La penna degli Altri
domenica, 08 maggio 2016 alle 13:42
spalletti applaude linguaccia
IL MESSAGGERO (S. CARINA) - Stranamente nervoso. La vigilia di Roma-Chievo è lo snodo decisivo per il secondo posto («
Sarebbe un miracolo») ma, scongiuri ammessi, sembra essere più scivolosa per Sarri (impegnato a Torino) che per Spalletti. Eppure basta una semplice domanda su Dzeko (dove viene rimarcato come il bosniaco nelle ultime 7 gare sia partito dal primo minuto soltanto in un’occasione) per fargli perdere il sorriso. Prima se la fa ripetere («Non capisco…»), poi si rivolge polemico all’interlocutore: «Scusa, ma qual è l’obiettivo di questa domanda? Il gol o perché ti sta simpatico un giocatore?». Nulla di grave, per carità ma è il proseguo della risposta che lascia intendere come il tecnico non sia tranquillo e quello sia soltanto il pretesto per l’affondo: «Ognuno può essere parente di chi gli pare. Per me contano i risultati della Roma. E mi sembra che nelle ultime 17 gare si son fatti una quarantina di gol. Dentro la squadra non ho parenti, lavoro per i risultati della Roma. Qualcuno di voi (riferito alla platea, ndc) anche per qualcos’altro. Sembrerò noioso ma per me l’importante è questo». Noioso no, nervoso sì. L’esercizio di mettere ogni volta il gruppo davanti a tutto ci sta, è il compito di un allenatore. Meno il terrore che parlando di un singolo si possa svilire l’armonia di uno spogliatoio. Perché proprio al suo interno, come accade nella vita, ci sono delle categorie. E purché ci si sforzi dialetticamente a far apparire all’esterno tutti uguali, Tizio (per evitare paragoni spiacevoli, ndc) non sarà mai uguale a Caio. Tra l’altro, a pensarci bene, è la stessa cosa che fa Spalletti ogni domenica, decidendo gli undici migliori da mandare in campo.

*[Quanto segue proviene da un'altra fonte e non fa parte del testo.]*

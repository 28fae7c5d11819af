//! UCI (Universal Chess Interface) move helpers

use cozy_chess::{File, Move, Rank, Square};

use crate::converters::{format_piece, format_square, parse_piece, parse_square};

/// Convert UCI castling notation to cozy_chess notation
///
/// UCI uses standard notation (king moves 2 squares): e1g1, e1c1, e8g8, e8c8
/// cozy_chess uses king-to-rook notation: e1h1, e1a1, e8h8, e8a8
///
/// The converted move is only returned if it is in `legal_moves`, so a plain
/// king step to g1 in a non-castling position is left alone.
pub fn convert_uci_castling_to_cozy(mv: Move, legal_moves: &[Move]) -> Move {
    let is_rank_1_or_8 = matches!(mv.from.rank(), Rank::First | Rank::Eighth);
    let is_e_file = matches!(mv.from.file(), File::E);
    let is_g_or_c_file = matches!(mv.to.file(), File::G | File::C);

    if is_rank_1_or_8 && is_e_file && is_g_or_c_file && mv.promotion.is_none() {
        let target_square = match (mv.from.rank(), mv.to.file()) {
            (Rank::First, File::G) => Square::new(File::H, Rank::First),
            (Rank::First, File::C) => Square::new(File::A, Rank::First),
            (Rank::Eighth, File::G) => Square::new(File::H, Rank::Eighth),
            (Rank::Eighth, File::C) => Square::new(File::A, Rank::Eighth),
            _ => return mv,
        };

        let converted = Move {
            from: mv.from,
            to: target_square,
            promotion: None,
        };

        if legal_moves.contains(&converted) {
            return converted;
        }
    }

    mv
}

/// Format a move in UCI notation (e.g., "e2e4", "e7e8q")
pub fn format_uci_move(mv: Move) -> String {
    let mut s = format!("{}{}", format_square(mv.from), format_square(mv.to));
    if let Some(promo) = mv.promotion {
        s.push(format_piece(promo));
    }
    s
}

/// Parse a UCI move ("e2e4", "e7e8q"). Castling is returned as written;
/// run it through [`convert_uci_castling_to_cozy`] before playing it.
pub fn parse_uci_move(s: &str) -> Option<Move> {
    if !s.is_ascii() || !(4..=5).contains(&s.len()) {
        return None;
    }
    let from = parse_square(&s[0..2])?;
    let to = parse_square(&s[2..4])?;
    let promotion = match s[4..].chars().next() {
        Some(c) => Some(parse_piece(c)?),
        None => None,
    };
    Some(Move {
        from,
        to,
        promotion,
    })
}

#[cfg(test)]
mod tests {
    use super::*;
    use cozy_chess::Piece;

    #[test]
    fn test_format_uci_move() {
        let mv = Move {
            from: Square::new(File::E, Rank::Second),
            to: Square::new(File::E, Rank::Fourth),
            promotion: None,
        };
        assert_eq!(format_uci_move(mv), "e2e4");
    }

    #[test]
    fn test_format_uci_move_with_promotion() {
        let mv = Move {
            from: Square::new(File::E, Rank::Seventh),
            to: Square::new(File::E, Rank::Eighth),
            promotion: Some(Piece::Queen),
        };
        assert_eq!(format_uci_move(mv), "e7e8q");
    }

    #[test]
    fn test_parse_uci_move() {
        let mv = parse_uci_move("e7e8n").unwrap();
        assert_eq!(mv.promotion, Some(Piece::Knight));
        assert!(parse_uci_move("e7").is_none());
        assert!(parse_uci_move("e7e8x").is_none());
    }

    #[test]
    fn test_castling_conversion_requires_legality() {
        let white_short = Move {
            from: Square::new(File::E, Rank::First),
            to: Square::new(File::G, Rank::First),
            promotion: None,
        };
        let cozy = Move {
            from: Square::new(File::E, Rank::First),
            to: Square::new(File::H, Rank::First),
            promotion: None,
        };
        assert_eq!(convert_uci_castling_to_cozy(white_short, &[cozy]), cozy);
        assert_eq!(convert_uci_castling_to_cozy(white_short, &[]), white_short);
    }
}
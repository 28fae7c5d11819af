use chess_common::{char_to_file, char_to_rank, file_to_char, format_piece_upper, format_square, parse_piece, parse_square};
use cozy_chess::{Board, File, GameStatus, Move, Piece, Rank};

use crate::game::{is_castling, legal_moves};

/// Parse Standard Algebraic Notation (SAN) move
pub fn parse_san(board: &Board, san: &str) -> Result<Move, SanError> {
    let text = san
        .trim()
        .trim_end_matches(|c| matches!(c, '+' | '#' | '!' | '?'));
    if text.is_empty() {
        return Err(SanError::InvalidFormat(san.to_string()));
    }

    let legal = legal_moves(board);

    match text {
        "O-O" | "0-0" => return find_castle(board, &legal, CastleSide::Short, san),
        "O-O-O" | "0-0-0" => return find_castle(board, &legal, CastleSide::Long, san),
        _ => {}
    }

    let mut rest = text;
    let piece = match rest.chars().next() {
        Some(c @ ('N' | 'B' | 'R' | 'Q' | 'K')) => {
            rest = &rest[1..];
            parse_piece(c).ok_or_else(|| SanError::InvalidFormat(san.to_string()))?
        }
        _ => Piece::Pawn,
    };

    let mut promotion = None;
    if let Some(idx) = rest.find('=') {
        let promo = rest[idx + 1..].chars().next();
        promotion = Some(
            promo
                .and_then(parse_piece)
                .ok_or_else(|| SanError::InvalidPromotion(san.to_string()))?,
        );
        rest = &rest[..idx];
    } else if piece == Piece::Pawn {
        if let Some(c @ ('N' | 'B' | 'R' | 'Q')) = rest.chars().last() {
            promotion = parse_piece(c);
            rest = &rest[..rest.len() - 1];
        }
    }

    let body: String = rest.chars().filter(|&c| c != 'x' && c != ':').collect();
    if body.len() < 2 || !body.is_ascii() {
        return Err(SanError::InvalidFormat(san.to_string()));
    }
    let (disambiguation, dest) = body.split_at(body.len() - 2);
    let to = parse_square(dest).ok_or_else(|| SanError::InvalidSquare(dest.to_string()))?;

    let mut from_file: Option<File> = None;
    let mut from_rank: Option<Rank> = None;
    for c in disambiguation.chars() {
        if let Some(file) = char_to_file(c) {
            from_file = Some(file);
        } else if let Some(rank) = char_to_rank(c) {
            from_rank = Some(rank);
        } else {
            return Err(SanError::InvalidFormat(san.to_string()));
        }
    }

    let mut matches = legal.iter().filter(|mv| {
        mv.to == to
            && mv.promotion == promotion
            && board.piece_on(mv.from) == Some(piece)
            && !is_castling(board, **mv)
            && from_file.is_none_or(|f| mv.from.file() == f)
            && from_rank.is_none_or(|r| mv.from.rank() == r)
    });

    match (matches.next(), matches.next()) {
        (Some(mv), None) => Ok(*mv),
        (None, _) => Err(SanError::NoLegalMove(san.to_string())),
        (Some(_), Some(_)) => Err(SanError::AmbiguousMove(san.to_string())),
    }
}

#[derive(Debug, Clone, Copy, PartialEq, Eq)]
enum CastleSide {
    Short,
    Long,
}

fn find_castle(board: &Board, legal: &[Move], side: CastleSide, san: &str) -> Result<Move, SanError> {
    legal
        .iter()
        .copied()
        .find(|mv| is_castling(board, *mv) && castle_side(*mv) == side)
        .ok_or_else(|| SanError::NoLegalMove(san.to_string()))
}

fn castle_side(mv: Move) -> CastleSide {
    if mv.to.file() as u8 > mv.from.file() as u8 {
        CastleSide::Short
    } else {
        CastleSide::Long
    }
}

/// Format a legal move as SAN, including check and mate suffixes.
pub fn format_san(board: &Board, mv: Move) -> String {
    let Some(piece) = board.piece_on(mv.from) else {
        return chess_common::format_uci_move(mv);
    };

    let mut san = String::new();
    if is_castling(board, mv) {
        san.push_str(match castle_side(mv) {
            CastleSide::Short => "O-O",
            CastleSide::Long => "O-O-O",
        });
    } else {
        let capture =
            board.piece_on(mv.to).is_some() || (piece == Piece::Pawn && mv.from.file() != mv.to.file());

        if piece == Piece::Pawn {
            if capture {
                san.push(file_to_char(mv.from.file()));
            }
        } else {
            san.push(format_piece_upper(piece));
            san.push_str(&disambiguation(board, mv, piece));
        }

        if capture {
            san.push('x');
        }
        san.push_str(&format_square(mv.to));

        if let Some(promo) = mv.promotion {
            san.push('=');
            san.push(format_piece_upper(promo));
        }
    }

    let mut after = board.clone();
    after.play_unchecked(mv);
    if !after.checkers().is_empty() {
        san.push(if after.status() == GameStatus::Won { '#' } else { '+' });
    }

    san
}

fn disambiguation(board: &Board, mv: Move, piece: Piece) -> String {
    let rivals: Vec<Move> = legal_moves(board)
        .into_iter()
        .filter(|other| {
            other.to == mv.to
                && other.from != mv.from
                && board.piece_on(other.from) == Some(piece)
                && !is_castling(board, *other)
        })
        .collect();

    if rivals.is_empty() {
        return String::new();
    }
    if rivals.iter().all(|other| other.from.file() != mv.from.file()) {
        return file_to_char(mv.from.file()).to_string();
    }
    if rivals.iter().all(|other| other.from.rank() != mv.from.rank()) {
        return chess_common::rank_to_char(mv.from.rank()).to_string();
    }
    format_square(mv.from)
}

#[derive(Debug, Clone, thiserror::Error)]
pub enum SanError {
    #[error("No legal move found for: {0}")]
    NoLegalMove(String),
    #[error("Ambiguous move: {0}")]
    AmbiguousMove(String),
    #[error("Invalid format: {0}")]
    InvalidFormat(String),
    #[error("Invalid square: {0}")]
    InvalidSquare(String),
    #[error("Invalid promotion: {0}")]
    InvalidPromotion(String),
}

#[cfg(test)]
mod tests {
    use super::*;
    use crate::fen::parse_fen;
    use cozy_chess::Square;

    fn play(board: &mut Board, san: &str) -> Move {
        let mv = parse_san(board, san).unwrap();
        board.play(mv);
        mv
    }

    #[test]
    fn test_parse_pawn_and_piece_moves() {
        let mut board = Board::default();
        let e4 = play(&mut board, "e4");
        assert_eq!(e4.to, Square::new(File::E, Rank::Fourth));
        play(&mut board, "e5");
        let nf3 = play(&mut board, "Nf3");
        assert_eq!(nf3.from, Square::new(File::G, Rank::First));
    }

    #[test]
    fn test_parse_strips_annotations() {
        let board = Board::default();
        assert!(parse_san(&board, "e4!?").is_ok());
        assert!(parse_san(&board, "Nf3+").is_ok());
        assert!(parse_san(&board, "Nc3").is_ok());
    }

    #[test]
    fn test_parse_castling_both_spellings() {
        let board = parse_fen("r3k2r/8/8/8/8/8/8/R3K2R w KQkq - 0 1").unwrap();
        let short = parse_san(&board, "O-O").unwrap();
        assert_eq!(short.to, Square::new(File::H, Rank::First));
        let long = parse_san(&board, "0-0-0").unwrap();
        assert_eq!(long.to, Square::new(File::A, Rank::First));
    }

    #[test]
    fn test_parse_disambiguation() {
        // Knights on b1 and f1 can both reach d2.
        let board = parse_fen("4k3/8/8/8/8/8/8/1N2KN2 w - - 0 1").unwrap();
        assert!(matches!(parse_san(&board, "Nd2"), Err(SanError::AmbiguousMove(_))));
        let mv = parse_san(&board, "Nbd2").unwrap();
        assert_eq!(mv.from, Square::new(File::B, Rank::First));
    }

    #[test]
    fn test_parse_promotion_forms() {
        let board = parse_fen("8/4P3/8/8/8/8/k7/7K w - - 0 1").unwrap();
        assert_eq!(parse_san(&board, "e8=Q").unwrap().promotion, Some(Piece::Queen));
        assert_eq!(parse_san(&board, "e8N").unwrap().promotion, Some(Piece::Knight));
        assert!(parse_san(&board, "e8").is_err());
    }

    #[test]
    fn test_format_san() {
        let board = Board::default();
        let mv = parse_san(&board, "Nf3").unwrap();
        assert_eq!(format_san(&board, mv), "Nf3");

        let board = parse_fen("4k3/8/8/8/8/8/8/1N2KN2 w - - 0 1").unwrap();
        let mv = parse_san(&board, "Nfd2").unwrap();
        assert_eq!(format_san(&board, mv), "Nfd2");
    }

    #[test]
    fn test_format_san_capture_and_mate() {
        let mut board = Board::default();
        for san in ["f3", "e5", "g4"] {
            play(&mut board, san);
        }
        let mv = parse_san(&board, "Qh4").unwrap();
        assert_eq!(format_san(&board, mv), "Qh4#");

        let mut board = Board::default();
        for san in ["e4", "d5"] {
            play(&mut board, san);
        }
        let mv = parse_san(&board, "exd5").unwrap();
        assert_eq!(format_san(&board, mv), "exd5");
    }
}
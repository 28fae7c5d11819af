use chess::{EngineAnalysis, GameOverReason};

use super::snapshot::{MoveRecord, SessionSnapshot};

/// Events broadcast from the session actor to all subscribers.
#[derive(Debug, Clone)]
#[allow(clippy::large_enum_variant)]
pub enum SessionEvent {
    /// Full state snapshot after any mutation.
    StateChanged(SessionSnapshot),
    /// Evaluation in pawns from White's point of view.
    Evaluation(f32),
    /// Ranked lines requested with `show_candidates`.
    Candidates(Vec<EngineAnalysis>),
    OpponentMoved(MoveRecord),
    GameOver(GameOverReason),
    /// Transient, user-facing notice (e.g. a source fell back to the engine).
    Notice(String),
    /// Error notification.
    Error(String),
}
//! OpeningDatabase trait abstraction for lookup implementations

use crate::error::ExplorerResult;
use crate::filters::QueryFilters;
use async_trait::async_trait;
use chess::CandidateMove;
use cozy_chess::Board;

/// A move as reported by the opening database.
#[derive(Debug, Clone, PartialEq, Eq)]
pub struct DatabaseMove {
    /// Standard UCI notation; castling is written as the king's two-square step.
    pub uci: String,
    pub san: String,
    pub game_count: u64,
}

/// Opening-statistics provider
/// Implemented by both LichessExplorer and MockOpeningDatabase
#[async_trait]
pub trait OpeningDatabase: Send + Sync {
    /// Moves played from `fen` in reference games, already filtered.
    ///
    /// An empty list is a valid answer and means the database knows
    /// nothing useful about this position.
    async fn query(&self, fen: &str, filters: &QueryFilters) -> ExplorerResult<Vec<DatabaseMove>>;
}

/// Resolve database moves against `board`. Moves that are not legal in the
/// position are dropped.
pub fn to_candidates(board: &Board, moves: &[DatabaseMove]) -> Vec<CandidateMove> {
    let legal = chess::game::legal_moves(board);
    moves
        .iter()
        .filter_map(|m| {
            let Some(parsed) = chess::parse_uci_move(&m.uci) else {
                tracing::warn!("Unparseable database move: {}", m.uci);
                return None;
            };
            let mv = chess::convert_uci_castling_to_cozy(parsed, &legal);
            if legal.contains(&mv) {
                Some(CandidateMove::new(board, mv))
            } else {
                tracing::warn!("Database move {} is not legal here", m.uci);
                None
            }
        })
        .collect()
}

#[cfg(test)]
mod tests {
    use super::*;

    fn db_move(uci: &str, san: &str) -> DatabaseMove {
        DatabaseMove {
            uci: uci.into(),
            san: san.into(),
            game_count: 100,
        }
    }

    #[test]
    fn test_candidates_from_start() {
        let board = Board::default();
        let candidates = to_candidates(&board, &[db_move("e2e4", "e4"), db_move("g1f3", "Nf3")]);
        assert_eq!(candidates.len(), 2);
        assert_eq!(candidates[0].san, "e4");
        assert_eq!(candidates[1].san, "Nf3");
    }

    #[test]
    fn test_castling_is_converted() {
        let board = chess::parse_fen("r3k2r/8/8/8/8/8/8/R3K2R w KQkq - 0 1").unwrap();
        let candidates = to_candidates(&board, &[db_move("e1g1", "O-O")]);
        assert_eq!(candidates.len(), 1);
        assert_eq!(candidates[0].uci(), "e1h1");
        assert_eq!(candidates[0].san, "O-O");
    }

    #[test]
    fn test_illegal_and_garbage_dropped() {
        let board = Board::default();
        let candidates = to_candidates(&board, &[db_move("e2e5", "e5"), db_move("zz", "?")]);
        assert!(candidates.is_empty());
    }
}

L’AMICO…GRANATA Proprio in quest’ottica, sino all’ultimo il tecnico proverà a recuperare Manolas: pronto comunque Zukanovic. Pjanic rientrerà dalla squalifica e con Keita non al meglio, toccherà a De Rossi alternarsi in regia con il bosniaco. Strootman, quindi, potrebbe accomodarsi in panchina. In avanti Totti (che giocando taglierà il traguardo delle 600 presenze con la Roma) freme per partire titolare (non accade dal 20 settembre). Ma la non risposta di Lucio («Sta facendo quello che volevo») a chi gli chiede della possibilità, lascia intendere come al momento rimanga una mera ipotesi. La realtà invece, vuole il ritorno di un Olimpico (quasi) pieno: «Ritroveremo un grandissimo amico».
Un altro spera di trovarlo per strada a Torino.